Q. Whats the difference between a bucket full of marbles and a bucket full of babies?

A. U can empty one with a pitchfork
Lou Vega has re-released his biggest hit single........

A little bit of Ahmed on the floor
A little bit of Abdul on the door,
A little bit of Sanjeev in the hall
A little bit of Imran up the wall

Ahhhrr Mumbai number 5!
Doctor - "How often do you masturbate?"

Patient - "About 4 times a week."

Doctor - "Do you think you can stop?"

Patient - "Why?"

Doctor - "Because I'm trying to examine you!"
Why did the woman cross the road?

I don't know either, she's suppost to be in the kitchen.

Why don't women wear watches?

There's a clock on the stove.

OMG painfully sexist! I love it!

how do u make a cat woof?
pour petrol on it and light it.
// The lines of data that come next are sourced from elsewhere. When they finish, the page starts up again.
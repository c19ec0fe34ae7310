pub mod device;
pub mod identity;
pub mod init;
pub mod invite;
pub mod password;
pub mod room;
pub mod version;

pub use device::Device;
pub use identity::Identity;
pub use init::Init;
pub use invite::Invite;
pub use password::Password;
pub use room::Room;
pub use version::Version;
// CLI modules
mod cli;
mod state;

use clap::{Parser, Subcommand};
use cli::{args::Args, op::Op, Device, Identity, Init, Invite, Password, Room, Version};
use tracing::level_filters::LevelFilter;
use tracing_subscriber::{layer::SubscriberExt, util::SubscriberInitExt, EnvFilter, Layer};

command_enum! {
    (Device, Device),
    (Identity, Identity),
    (Init, Init),
    (Invite, Invite),
    (Password, Password),
    (Room, Room),
    (Version, Version),
}

/// Log to stderr so command output on stdout stays pipeable
fn init_logging(level: LevelFilter) {
    let env_filter = EnvFilter::builder()
        .with_default_directive(level.into())
        .from_env_lossy();

    let stderr_layer = tracing_subscriber::fmt::layer()
        .compact()
        .with_target(false)
        .with_writer(std::io::stderr)
        .with_filter(env_filter);

    tracing_subscriber::registry().with(stderr_layer).init();
}

#[tokio::main]
async fn main() {
    let args = Args::parse();

    // Use the configured level when a state directory exists
    let level = state::AppState::load(args.config_path.clone())
        .map(|state| state.config.level_filter())
        .unwrap_or(LevelFilter::WARN);
    init_logging(level);

    let ctx = cli::op::OpContext::new(args.config_path);

    match args.command.execute(&ctx).await {
        Ok(output) => {
            println!("{}", output);
            std::process::exit(0);
        }
        Err(e) => {
            eprintln!("Error: {}", e);
            std::process::exit(1);
        }
    }
}
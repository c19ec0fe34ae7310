use clap::{Args, Subcommand};

pub mod create;
pub mod inspect;

use crate::cli::op::Op;

crate::command_enum! {
    (Create, create::Create),
    (Inspect, inspect::Inspect),
}

pub type InviteCommand = Command;

#[derive(Args, Debug, Clone)]
pub struct Invite {
    #[command(subcommand)]
    pub command: InviteCommand,
}

#[async_trait::async_trait]
impl Op for Invite {
    type Error = OpError;
    type Output = OpOutput;

    async fn execute(&self, ctx: &crate::cli::op::OpContext) -> Result<Self::Output, Self::Error> {
        self.command.execute(ctx).await
    }
}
Woof!

how do u make a dog meow?
put it through a ban saw. Meow!

both of these are great!!!! lmao!
The Most Offensive Jokes Ever!!!

"there I was, balls deep in this guys a-s.
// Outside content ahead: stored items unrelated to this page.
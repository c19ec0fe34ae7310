//! # Identities
//!
//! Two kinds of long-lived identity exist:
//!
//! - A **user identity** ([`UserIdentity`]), created once during onboarding or
//!   restored from a password protected backup. Its id is the first 32 hex
//!   characters of SHA-256 over the SPKI encoded ECDSA P-256 public key, so an
//!   id can never be assigned independently of the key it names.
//! - A **device identity** ([`DeviceIdentity`]), one per activated device, with
//!   its own keypair. Compromising a device key never exposes the user's key
//!   or any other device's key. Device ids are 16 hex characters.
//!
//! Private keys live only inside the `*WithKeys` runtime types. The plain
//! types are the storage safe views.

mod backup;
mod device;
mod user;

pub use backup::{export_identity, import_identity, ExportedIdentity, IDENTITY_EXPORT_VERSION};
pub use device::{
    detect_device_name, generate_device_identity, update_device_last_seen, DeviceIdentity,
    DeviceIdentityWithKeys, DEVICE_ID_LENGTH,
};
pub use user::{
    generate_user_identity, serialize_identity, sign_data, user_id_for, verify_signature,
    UserIdentity, UserIdentityWithKeys, USER_ID_LENGTH,
};

use crate::crypto::{KeyError, SecretError};

/// Errors that can occur while creating, exporting or restoring identities
#[derive(Debug, thiserror::Error)]
pub enum IdentityError {
    #[error("identity error: {0}")]
    Default(#[from] anyhow::Error),
    #[error("malformed identity backup: {0}")]
    Malformed(String),
    #[error("unsupported identity backup version: {0}")]
    UnsupportedVersion(u64),
    /// Wrong password or a corrupted backup. The two cannot be told apart.
    #[error("invalid password or corrupted data")]
    Decryption,
    #[error("identity backup does not match its key material")]
    Mismatch,
    #[error("key error: {0}")]
    Key(#[from] KeyError),
    #[error("secret error: {0}")]
    Secret(#[from] SecretError),
}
I reach around, He's got a hard-on; what a fag!"

i heard that on the golf course and it makes me laugh everytime i think of it
The Irish SAS have parachuted into Mumbai Zoo and freed all the ostriches.
63 pakis died in bradford this morning. It was not a terrorist attack, a fuckin bunk bed collapsed! They are blaming it on Al-Ikea.
In the cemetery I saw 4 men carrying a coffin round & round. 3 hours later I saw the same men with the same coffin & I thought 2 myself... they've lost the fucking plot!
Just got an advent calender from Woolworths, all the windows are boarded up and there's fuck all inside
Surprised no body has made comment on my previous post yet.
Ace of spades. Spac ...

The AA have issued severe weather warnings and advise people to carry a flask and a spade on all journeys. This way if the worst happens you can have a warm cup of tea and get the spade to push the car! :)
went in to my local the other day and said " ill have a pint please nigger" to the spook behind the counter. "thats not very nice, how would you like to be spoken to like that?" we agreed to swap places and see how it went, i went behind the bar and the coon went outside and re-entered the pub. " ill have a pint please honky" he said, to which i replied " sorry we dont serve niggers"

old but appropriate since we seem to have stumbled once again on to the topic of our colonial brothers?
What did one nigga say to the other nigga?
"Nigga, you my nigga?"

What did the other nigga say?
"Nigga, you my nigga"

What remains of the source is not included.